Stored entries:
=-=-=
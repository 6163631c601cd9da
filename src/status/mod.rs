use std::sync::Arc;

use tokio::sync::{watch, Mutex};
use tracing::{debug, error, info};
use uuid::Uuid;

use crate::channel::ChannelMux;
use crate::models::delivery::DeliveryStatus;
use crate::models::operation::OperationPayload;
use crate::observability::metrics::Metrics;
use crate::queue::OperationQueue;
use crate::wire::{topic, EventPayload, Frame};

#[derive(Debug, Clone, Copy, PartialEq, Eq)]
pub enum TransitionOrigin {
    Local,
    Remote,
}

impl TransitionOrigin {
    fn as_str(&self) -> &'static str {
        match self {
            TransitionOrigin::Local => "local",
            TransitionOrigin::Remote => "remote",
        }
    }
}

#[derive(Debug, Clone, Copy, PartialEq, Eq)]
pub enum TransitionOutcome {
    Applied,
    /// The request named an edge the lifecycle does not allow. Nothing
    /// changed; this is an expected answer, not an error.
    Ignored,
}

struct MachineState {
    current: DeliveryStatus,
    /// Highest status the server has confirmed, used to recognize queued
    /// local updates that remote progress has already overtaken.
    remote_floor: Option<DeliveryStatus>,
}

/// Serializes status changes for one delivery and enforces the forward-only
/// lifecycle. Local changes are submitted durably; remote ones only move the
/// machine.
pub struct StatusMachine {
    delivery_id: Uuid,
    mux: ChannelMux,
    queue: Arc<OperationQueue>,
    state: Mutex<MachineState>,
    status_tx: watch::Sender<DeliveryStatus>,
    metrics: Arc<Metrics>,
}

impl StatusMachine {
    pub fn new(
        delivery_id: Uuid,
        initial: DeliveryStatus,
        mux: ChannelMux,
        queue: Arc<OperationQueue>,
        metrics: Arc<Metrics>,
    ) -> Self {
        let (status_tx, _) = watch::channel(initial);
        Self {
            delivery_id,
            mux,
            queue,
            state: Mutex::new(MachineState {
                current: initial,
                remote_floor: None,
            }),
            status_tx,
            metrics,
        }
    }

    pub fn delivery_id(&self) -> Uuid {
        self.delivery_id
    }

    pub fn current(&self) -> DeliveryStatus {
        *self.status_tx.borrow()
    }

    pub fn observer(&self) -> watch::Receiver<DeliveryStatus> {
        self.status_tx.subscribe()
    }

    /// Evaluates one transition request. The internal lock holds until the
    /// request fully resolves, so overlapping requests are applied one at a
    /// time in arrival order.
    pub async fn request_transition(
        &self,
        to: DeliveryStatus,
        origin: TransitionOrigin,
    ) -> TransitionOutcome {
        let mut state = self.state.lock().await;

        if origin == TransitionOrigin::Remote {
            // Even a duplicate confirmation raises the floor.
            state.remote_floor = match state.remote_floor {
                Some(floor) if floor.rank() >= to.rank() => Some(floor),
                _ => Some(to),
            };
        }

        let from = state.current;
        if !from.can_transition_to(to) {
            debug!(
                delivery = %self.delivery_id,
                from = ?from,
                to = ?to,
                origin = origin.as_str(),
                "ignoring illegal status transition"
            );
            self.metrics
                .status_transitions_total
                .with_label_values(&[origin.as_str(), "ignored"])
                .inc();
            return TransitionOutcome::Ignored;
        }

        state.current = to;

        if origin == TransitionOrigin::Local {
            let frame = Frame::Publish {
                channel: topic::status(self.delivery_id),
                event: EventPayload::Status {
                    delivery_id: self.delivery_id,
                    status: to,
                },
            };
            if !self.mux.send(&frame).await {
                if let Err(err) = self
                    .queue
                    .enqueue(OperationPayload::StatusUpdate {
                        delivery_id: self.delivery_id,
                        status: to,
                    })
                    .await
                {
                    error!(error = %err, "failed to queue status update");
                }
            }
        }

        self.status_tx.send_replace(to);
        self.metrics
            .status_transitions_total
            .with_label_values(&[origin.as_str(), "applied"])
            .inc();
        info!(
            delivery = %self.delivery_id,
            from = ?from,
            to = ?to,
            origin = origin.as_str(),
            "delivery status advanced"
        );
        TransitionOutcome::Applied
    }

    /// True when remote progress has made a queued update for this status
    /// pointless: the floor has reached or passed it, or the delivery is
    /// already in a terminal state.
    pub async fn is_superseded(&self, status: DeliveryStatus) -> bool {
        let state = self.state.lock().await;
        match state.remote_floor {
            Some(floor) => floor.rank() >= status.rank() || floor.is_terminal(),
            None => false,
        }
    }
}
=-=-=
- _PROBLEM TO WORK ON_: Determine the number of lines above holding the string "this". Reply with it and nothing more.

- _ANSWER BOX_: 2